My knowledge came 100% from here for the first couple years of serious collecting. I was on here for a year or year and a half before I ever stepped foot into a coinshop. Then I just started looking at my coins in hand, for a while I did alot of posting my collection on here and asking opinions and comparing it to what I graded it as.
Looking at tons of coins, both in hand at shows and online in auction archives. Also, buying lots of coins of the same series and comparing them with one another is a big help. I've done that with $5 Indian Gold (a very tough series to grade), but I'm actually getting pretty good at it since I've owned several pieces and have looked at hundreds of them in auctions and photos of hundreds more in auction archives.
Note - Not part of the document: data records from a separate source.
/*!
 * Run Dialog
 * Launches apps, files and system commands from a single line of input
 */

use serde_json::json;
use tracing::{debug, info};

use super::types::{RunOutcome, SystemCommand};
use crate::api::SystemApi;
use crate::core::errors::SystemResult;
use crate::core::limits::{DEFAULT_SHELL_DIRECTORY, RUN_APP_ID};
use crate::monitoring::span_operation;
use crate::vfs::{paths, VfsPath};

/// Suggestions offered under the input box
pub const RECENT_COMMANDS: [&str; 5] = ["notepad", "paint", "cmd", "control-panel", "file-explorer"];

#[derive(Debug, Clone)]
pub struct RunDialog {
    api: SystemApi,
    /// Base for relative file paths
    base: VfsPath,
}

impl RunDialog {
    pub fn new(api: SystemApi) -> Self {
        let base = VfsPath::parse(DEFAULT_SHELL_DIRECTORY).unwrap_or_else(|_| VfsPath::root());
        Self { api, base }
    }

    pub fn recent_commands(&self) -> &'static [&'static str] {
        &RECENT_COMMANDS
    }

    /// Interpret `command` in order: app id, file path, system command
    ///
    /// Every recognized command closes the `run` window afterwards.
    /// Unrecognized input posts an error toast and leaves it open.
    pub fn run(&self, command: &str) -> SystemResult<RunOutcome> {
        let command = command.trim();
        if command.is_empty() {
            return Ok(RunOutcome::Empty);
        }

        let span = span_operation("run_command");
        let outcome = self.dispatch(command);
        span.record_result(matches!(outcome, Ok(ref o) if *o != RunOutcome::Unrecognized));

        if let Ok(ref result) = outcome {
            if *result != RunOutcome::Unrecognized {
                self.close();
            }
        }
        outcome
    }

    fn dispatch(&self, command: &str) -> SystemResult<RunOutcome> {
        let app_id = command.to_lowercase();
        if self.api.registry().contains(&app_id) {
            debug!(app_id = %app_id, "Run: opening app");
            return self.api.open_app(&app_id, json!({})).map(RunOutcome::OpenedApp);
        }

        if command.contains(|c| matches!(c, '\\' | '/' | '.')) {
            let path = match paths::resolve(&self.base, command) {
                Ok(path) => path,
                Err(e) => {
                    self.api.error(&e.to_string(), None);
                    return Err(e.into());
                }
            };
            debug!(path = %path, "Run: executing file");
            return self
                .api
                .execute_file(&path, json!({}))
                .map(RunOutcome::ExecutedFile);
        }

        if let Some(system) = SystemCommand::parse(command) {
            info!(command = ?system, "Run: system command");
            self.api.info(system.message(), None);
            return Ok(RunOutcome::System(system));
        }

        self.api.error(
            &format!("'{}' is not recognized as an internal or external command.", command),
            None,
        );
        Ok(RunOutcome::Unrecognized)
    }

    /// Close every open `run` window
    fn close(&self) {
        for instance in self.api.windows().instances_of(RUN_APP_ID) {
            if let Err(e) = self.api.close_app(instance.id.as_str()) {
                debug!(instance = %instance.id, error = %e, "Run window already closed");
            }
        }
    }
}
impl CommandPrompt {
    /// Detached prompt starting in `C:\My Documents`
    pub fn new(api: SystemApi) -> Self {
        let cwd = VfsPath::parse(DEFAULT_SHELL_DIRECTORY).unwrap_or_else(|_| VfsPath::root());
        let variables = [
            ("PATH", "C:\\WINDOWS;C:\\WINDOWS\\COMMAND"),
            ("PROMPT", "$P$G"),
            ("COMSPEC", "C:\\WINDOWS\\COMMAND.COM"),
        ]
        .into_iter()
        .map(|(k, v)| (k.to_string(), v.to_string()))
        .collect();

        Self {
            api,
            cwd,
            variables,
            history: Vec::new(),
            instance: None,
        }
    }

    /// Open a `cmd` window and attach a prompt to it
    pub fn open(api: SystemApi) -> SystemResult<Self> {
        let instance = api.open_app(CMD_APP_ID, serde_json::json!({}))?;
        let mut prompt = Self::new(api);
        prompt.instance = Some(instance);
        Ok(prompt)
    }

    /// Startup banner lines
    pub fn banner() -> [&'static str; 2] {
        [VERSION_BANNER, COPYRIGHT_BANNER]
    }

    /// Prompt string such as `C:\My Documents>`
    pub fn prompt(&self) -> String {
        format!("{}>", self.cwd)
    }

    pub fn cwd(&self) -> &VfsPath {
        &self.cwd
    }

    pub fn instance(&self) -> Option<&InstanceId> {
        self.instance.as_ref()
    }

    /// Executed command lines, oldest first
    pub fn history(&self) -> &[String] {
        &self.history
    }

    /// Case-insensitive variable lookup
    pub fn variable(&self, name: &str) -> Option<&str> {
        self.variables
            .get(&name.to_ascii_uppercase())
            .map(String::as_str)
    }

    /// Run one command line
    pub async fn execute(&mut self, line: &str) -> CommandOutcome {
        let trimmed = line.trim();
        if trimmed.is_empty() {
            return CommandOutcome::default();
        }
        self.history.push(trimmed.to_string());

        let (command, rest) = match trimmed.split_once(char::is_whitespace) {
            Some((command, rest)) => (command, rest.trim_start()),
            None => (trimmed, ""),
        };
        let command = command.to_ascii_lowercase();
        let span = span_operation("shell_command");
        debug!(command = %command, "Executing shell command");

        // DOS shorthand: `cd..` and `cd\`
        if let Some(target) = command
            .strip_prefix("cd")
            .filter(|t| t.starts_with('.') || t.starts_with('\\'))
        {
            let target = target.to_string();
            return self.change_dir(Some(&target)).await;
        }

        let args = split_args(rest);
        let outcome = match command.as_str() {
            "help" => CommandOutcome::output(HELP_TEXT),
            "dir" => self.dir(args.first().map(String::as_str)).await,
            "cd" | "chdir" => self.change_dir(args.first().map(String::as_str)).await,
            "echo" => self.echo(rest),
            "set" => self.set(rest),
            "cls" => CommandOutcome {
                clear_screen: true,
                ..CommandOutcome::default()
            },
            "date" => CommandOutcome::output(format!("Current date is {}", now_formatted(DATE_FORMAT))),
            "time" => CommandOutcome::output(format!("Current time is {}", now_formatted(TIME_FORMAT))),
            "ver" => CommandOutcome::output(VERSION_BANNER),
            "type" => self.type_file(&args).await,
            "md" | "mkdir" => self.make_dir(&args).await,
            "rd" | "rmdir" => self.remove(&args, "Error removing directory").await,
            "del" | "erase" => self.remove(&args, "Error deleting file").await,
            "copy" => self.transfer(&args, Transfer::Copy).await,
            "move" => self.transfer(&args, Transfer::Move).await,
            "exit" => self.exit(),
            _ => CommandOutcome::error(BAD_COMMAND),
        };

        span.record_result(!outcome.is_error());
        outcome
    }

    fn resolve(&self, input: &str) -> Result<VfsPath, VfsError> {
        paths::resolve(&self.cwd, input)
    }

    async fn dir(&self, target: Option<&str>) -> CommandOutcome {
        let path = match target.map(|t| self.resolve(t)) {
            Some(Ok(path)) => path,
            Some(Err(_)) => return CommandOutcome::error("File Not Found"),
            None => self.cwd.clone(),
        };

        match self.api.list_directory(&path).await {
            Ok(items) => CommandOutcome::output(render_listing(&path, &items)),
            Err(_) => CommandOutcome::error("File Not Found"),
        }
    }

    async fn change_dir(&mut self, target: Option<&str>) -> CommandOutcome {
        let Some(target) = target else {
            return CommandOutcome::output(self.cwd.to_string());
        };

        let resolved = match self.resolve(target) {
            Ok(path) => path,
            Err(_) => return CommandOutcome::error(PATH_NOT_FOUND),
        };

        match self.api.list_directory(&resolved).await {
            Ok(_) => {
                debug!(from = %self.cwd, to = %resolved, "Changed directory");
                self.cwd = resolved;
                CommandOutcome::default()
            }
            Err(_) => CommandOutcome::error(PATH_NOT_FOUND),
        }
    }

    fn echo(&mut self, text: &str) -> CommandOutcome {
        if let Some((name, value)) = text.split_once('=') {
            self.assign(name, value);
            return CommandOutcome::default();
        }
        CommandOutcome::output(self.expand(text))
    }

    fn set(&mut self, text: &str) -> CommandOutcome {
        if text.is_empty() {
            let listing = self
                .variables
                .iter()
                .map(|(k, v)| format!("{}={}", k, v))
                .collect::<Vec<_>>()
                .join("\n");
            return CommandOutcome::output(listing);
        }

        if let Some((name, value)) = text.split_once('=') {
            self.assign(name, value);
            return CommandOutcome::default();
        }

        let name = text.trim();
        match self.variable(name) {
            Some(value) => CommandOutcome::output(format!("{}={}", name.to_ascii_uppercase(), value)),
            None => CommandOutcome::error(format!("Environment variable {} not defined", name)),
        }
    }

    /// `NAME=` with an empty value removes the variable
    fn assign(&mut self, name: &str, value: &str) {
        let name = name.trim().to_ascii_uppercase();
        if name.is_empty() {
            return;
        }
        if value.is_empty() {
            self.variables.remove(&name);
        } else {
            self.variables.insert(name, value.to_string());
        }
    }

    /// Replace `%NAME%` with defined variables; unknown names stay literal
    fn expand(&self, text: &str) -> String {
        let mut expanded = String::with_capacity(text.len());
        let mut rest = text;

        while let Some(start) = rest.find('%') {
            expanded.push_str(&rest[..start]);
            let after = &rest[start + 1..];
            let Some(end) = after.find('%') else {
                expanded.push_str(&rest[start..]);
                rest = "";
                break;
            };

            let name = &after[..end];
            match self.variable(name).filter(|_| !name.is_empty()) {
                Some(value) => {
                    expanded.push_str(value);
                    rest = &after[end + 1..];
                }
                None => {
                    expanded.push('%');
                    rest = after;
                }
            }
        }

        expanded.push_str(rest);
        expanded
    }

    async fn type_file(&self, args: &[String]) -> CommandOutcome {
        let Some(target) = args.first() else {
            return CommandOutcome::error(SYNTAX_ERROR);
        };
        let Ok(path) = self.resolve(target) else {
            return CommandOutcome::error(FILE_NOT_FOUND);
        };
        match self.api.read_file(&path).await {
            Ok(content) => CommandOutcome::output(content),
            Err(_) => CommandOutcome::error(FILE_NOT_FOUND),
        }
    }

    async fn make_dir(&self, args: &[String]) -> CommandOutcome {
        let Some(target) = args.first() else {
            return CommandOutcome::error(SYNTAX_ERROR);
        };
        let outcome = match self.resolve(target) {
            Ok(path) => self.api.create_directory(&path).await,
            Err(e) => Err(e.into()),
        };
        match outcome {
            Ok(()) => CommandOutcome::default(),
            Err(e) => CommandOutcome::error(format!("Error creating directory: {}", e)),
        }
    }

    async fn remove(&self, args: &[String], failure: &str) -> CommandOutcome {
        let Some(target) = args.first() else {
            return CommandOutcome::error(SYNTAX_ERROR);
        };
        let outcome = match self.resolve(target) {
            Ok(path) => self.api.delete_item(&path).await,
            Err(e) => Err(e.into()),
        };
        match outcome {
            Ok(()) => CommandOutcome::default(),
            Err(e) => CommandOutcome::error(format!("{}: {}", failure, e)),
        }
    }

    async fn transfer(&self, args: &[String], mode: Transfer) -> CommandOutcome {
        let [source, destination] = args else {
            return CommandOutcome::error(SYNTAX_ERROR);
        };

        let outcome = self.run_transfer(source, destination, mode).await;
        match (mode, outcome) {
            (Transfer::Copy, Ok(())) => CommandOutcome::output("        1 file(s) copied."),
            (Transfer::Move, Ok(())) => CommandOutcome::output("        1 file(s) moved."),
            (Transfer::Copy, Err(e)) => CommandOutcome::error(format!("Error copying file: {}", e)),
            (Transfer::Move, Err(e)) => CommandOutcome::error(format!("Error moving file: {}", e)),
        }
    }

    async fn run_transfer(&self, source: &str, destination: &str, mode: Transfer) -> SystemResult<()> {
        let source = self.resolve(source)?;
        let mut destination = self.resolve(destination)?;

        // A folder destination receives the item under its own name
        if let Ok(node) = self.api.metadata(&destination).await {
            if node.is_folder() {
                if let Some(name) = source.name() {
                    destination = destination.join(name)?;
                }
            }
        }

        match mode {
            Transfer::Copy => self.api.copy_item(&source, &destination).await,
            Transfer::Move => self.api.move_item(&source, &destination).await,
        }
    }

    fn exit(&mut self) -> CommandOutcome {
        if let Some(instance) = self.instance.take() {
            if let Err(e) = self.api.close_app(instance.as_str()) {
                debug!(instance = %instance, error = %e, "Prompt window already closed");
            }
        }
        CommandOutcome {
            exit: true,
            ..CommandOutcome::default()
        }
    }
}
/*!
 * Subscription Handles
 * RAII teardown for bus subscribers
 */

use std::sync::Weak;

use super::types::{SubscriptionId, Topic};
use super::BusInner;

/// Live subscription; dropping it unsubscribes
#[must_use = "dropping a Subscription unsubscribes immediately"]
pub struct Subscription {
    bus: Weak<BusInner>,
    topic: Topic,
    id: SubscriptionId,
    detached: bool,
}

impl Subscription {
    pub(super) fn new(bus: Weak<BusInner>, topic: Topic, id: SubscriptionId) -> Self {
        Self {
            bus,
            topic,
            id,
            detached: false,
        }
    }

    pub fn id(&self) -> SubscriptionId {
        self.id
    }

    pub fn topic(&self) -> &Topic {
        &self.topic
    }

    /// Stop delivery now
    pub fn unsubscribe(self) {
        // Drop does the work
    }

    /// Keep the subscriber registered for the lifetime of the bus
    pub fn detach(mut self) {
        self.detached = true;
    }
}

impl Drop for Subscription {
    fn drop(&mut self) {
        if self.detached {
            return;
        }
        if let Some(bus) = self.bus.upgrade() {
            bus.remove(&self.topic, self.id);
        }
    }
}

impl std::fmt::Debug for Subscription {
    fn fmt(&self, f: &mut std::fmt::Formatter<'_>) -> std::fmt::Result {
        f.debug_struct("Subscription")
            .field("topic", &self.topic)
            .field("id", &self.id)
            .finish()
    }
}
/*!
 * VFS Paths
 * Fully-resolved absolute paths on the single simulated drive
 */

use serde::{Deserialize, Serialize};
use std::fmt;
use std::str::FromStr;

use super::errors::{VfsError, VfsResult};
use crate::core::limits::{DRIVE, SEPARATOR};

/// Absolute path under the drive root
///
/// Parsing accepts `/` as a separator, ignores a leading separator and empty
/// segments, and matches the drive letter case-insensitively. Relative
/// segments (`.`, `..`) are rejected: callers resolve them first with
/// [`crate::vfs::paths::resolve`].
#[derive(Debug, Clone, PartialEq, Eq, Hash, PartialOrd, Ord, Serialize, Deserialize)]
#[serde(try_from = "String", into = "String")]
pub struct VfsPath {
    segments: Vec<String>,
}

impl VfsPath {
    /// The drive root (`C:`)
    pub fn root() -> Self {
        Self {
            segments: Vec::new(),
        }
    }

    /// Parse an absolute path
    pub fn parse(raw: &str) -> VfsResult<Self> {
        let normalized = raw.replace('/', "\\");
        let mut parts = normalized.split(SEPARATOR).filter(|p| !p.is_empty());

        match parts.next() {
            Some(drive) if drive.eq_ignore_ascii_case(DRIVE) => {}
            Some(_) => {
                return Err(VfsError::InvalidPath(format!(
                    "only the {} drive is supported: {}",
                    DRIVE, raw
                )))
            }
            None => return Err(VfsError::InvalidPath("path is empty".into())),
        }

        let mut segments = Vec::new();
        for part in parts {
            if part == "." || part == ".." {
                return Err(VfsError::InvalidPath(format!(
                    "path must be fully resolved: {}",
                    raw
                )));
            }
            Self::validate_name(part)?;
            segments.push(part.to_string());
        }

        Ok(Self { segments })
    }

    /// Validate a single path segment
    pub fn validate_name(name: &str) -> VfsResult<()> {
        if name.is_empty() {
            return Err(VfsError::InvalidPath("name cannot be empty".into()));
        }
        if name.contains('\0') {
            return Err(VfsError::InvalidPath("name cannot contain null bytes".into()));
        }
        if name.contains('/') || name.contains(SEPARATOR) {
            return Err(VfsError::InvalidPath(format!(
                "name cannot contain path separators: {}",
                name
            )));
        }
        if name == "." || name == ".." {
            return Err(VfsError::InvalidPath(format!("reserved name: {}", name)));
        }
        Ok(())
    }

    #[inline]
    pub fn segments(&self) -> &[String] {
        &self.segments
    }

    #[inline]
    pub fn is_root(&self) -> bool {
        self.segments.is_empty()
    }

    /// Last segment, `None` for the drive root
    pub fn name(&self) -> Option<&str> {
        self.segments.last().map(String::as_str)
    }

    /// Containing folder, `None` for the drive root
    pub fn parent(&self) -> Option<VfsPath> {
        if self.is_root() {
            return None;
        }
        Some(Self {
            segments: self.segments[..self.segments.len() - 1].to_vec(),
        })
    }

    /// Append one validated segment
    pub fn join(&self, name: &str) -> VfsResult<VfsPath> {
        Self::validate_name(name)?;
        let mut segments = self.segments.clone();
        segments.push(name.to_string());
        Ok(Self { segments })
    }

    /// True when `self` equals `ancestor` or lies beneath it
    pub fn starts_with(&self, ancestor: &VfsPath) -> bool {
        self.segments.starts_with(&ancestor.segments)
    }

    /// Lower-cased extension of the last segment
    pub fn extension(&self) -> Option<String> {
        let name = self.name()?;
        let (stem, ext) = name.rsplit_once('.')?;
        if stem.is_empty() || ext.is_empty() {
            return None;
        }
        Some(ext.to_ascii_lowercase())
    }
}

impl fmt::Display for VfsPath {
    fn fmt(&self, f: &mut fmt::Formatter<'_>) -> fmt::Result {
        f.write_str(DRIVE)?;
        for segment in &self.segments {
            write!(f, "{}{}", SEPARATOR, segment)?;
        }
        Ok(())
    }
}

impl FromStr for VfsPath {
    type Err = VfsError;

    fn from_str(s: &str) -> Result<Self, Self::Err> {
        Self::parse(s)
    }
}

impl TryFrom<String> for VfsPath {
    type Error = VfsError;

    fn try_from(value: String) -> Result<Self, Self::Error> {
        Self::parse(&value)
    }
}

impl From<VfsPath> for String {
    fn from(value: VfsPath) -> Self {
        value.to_string()
    }
}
The problem is, as mentioned above, the third party graders can be somewhat inconsistent in their grading of coins, especially in a tough series like Indian Gold. Practice, practice, practice. For Indian Cents, I read Rick Snow's grading guide which can be found on his website at http://www.indiancent.com/ Awesome resource. I also built my own grading set of Indian Cents so that I could get a general feel of the grading my studying examples graded by a third party grading service. I did a thread of that set here: http://www.cointalk.com/t59777/#post631423
Buy a copy of the ANA grading standards, look at thousands of coins, and when you are through, like me you will still have much to learn about grading coins in todays market.